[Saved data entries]
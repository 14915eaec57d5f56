use anyhow::{bail, Context, Result};
use clap::Parser;
use colored::Colorize;
use std::env;
use std::path::PathBuf;
use uiprune::runner::{DEFAULT_BUILD_COMMAND, DEFAULT_COMMIT_COMMAND};
use uiprune::{logging, BuildRunner, CleanOptions, CommitPolicy, ProjectOutcome, PruneOptions};

#[derive(Parser, Debug)]
#[command(
    author,
    version,
    about = "Delete unused components/ui entries from React projects, then rebuild and commit",
    long_about = None
)]
struct Args {
    /// Directory to search for projects (defaults to current directory)
    path: Option<PathBuf>,

    /// Show what would be deleted without deleting or running commands
    #[arg(long, short = 'n')]
    dry_run: bool,

    /// Show kept entries, scan statistics and skipped projects
    #[arg(long, short)]
    verbose: bool,

    /// Do not run the install/build command
    #[arg(long)]
    no_build: bool,

    /// Do not run the commit command
    #[arg(long)]
    no_commit: bool,

    /// When to commit relative to the build result
    #[arg(long, value_enum, default_value_t = CommitPolicy::Always)]
    commit_policy: CommitPolicy,

    /// Shell command that installs dependencies and builds
    #[arg(long, default_value = DEFAULT_BUILD_COMMAND)]
    build_cmd: String,

    /// Shell command that commits the result
    #[arg(long, default_value = DEFAULT_COMMIT_COMMAND)]
    commit_cmd: String,
}

fn main() -> Result<()> {
    logging::init();
    let args = Args::parse();

    let start = match args.path {
        Some(path) => {
            if !path.is_dir() {
                bail!("{} is not a directory", path.display());
            }
            path
        }
        None => env::current_dir().context("Failed to determine current directory")?,
    };

    let options = CleanOptions {
        prune: PruneOptions {
            dry_run: args.dry_run,
            verbose: args.verbose,
        },
        runner: BuildRunner {
            build_command: args.build_cmd,
            commit_command: args.commit_cmd,
            run_build: !args.no_build,
            run_commit: !args.no_commit,
            policy: args.commit_policy,
        },
    };

    let summary = uiprune::run(&start, &options);

    for (root, outcome) in &summary.projects {
        if let ProjectOutcome::Cleaned(report) = outcome {
            println!("{}", format!("Project: {}", root.display()).bold());
            if let Some(build) = &report.build {
                println!("  Build: {}", build.build);
                println!("  Commit: {}", build.commit);
            }
        }
    }

    summary.print(args.dry_run);

    Ok(())
}
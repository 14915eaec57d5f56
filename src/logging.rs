//! Diagnostic tracing, separate from the progress lines printed to stdout.

use tracing_subscriber::{fmt, layer::SubscriberExt, util::SubscriberInitExt, EnvFilter};

/// Install a compact stderr subscriber filtered by `RUST_LOG` (default `warn`).
///
/// ```bash
/// RUST_LOG=uiprune=debug uiprune
/// ```
pub fn init() {
    let filter = EnvFilter::try_from_default_env().unwrap_or_else(|_| EnvFilter::new("warn"));

    tracing_subscriber::registry()
        .with(filter)
        .with(fmt::layer().with_writer(std::io::stderr).compact())
        .init();
}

— Try it —
Among the records above, find each line holding the string "root" and pull it out.

— Expected output —
    for (root, outcome) in &summary.projects {
            println!("{}", format!("Project: {}", root.display()).bold());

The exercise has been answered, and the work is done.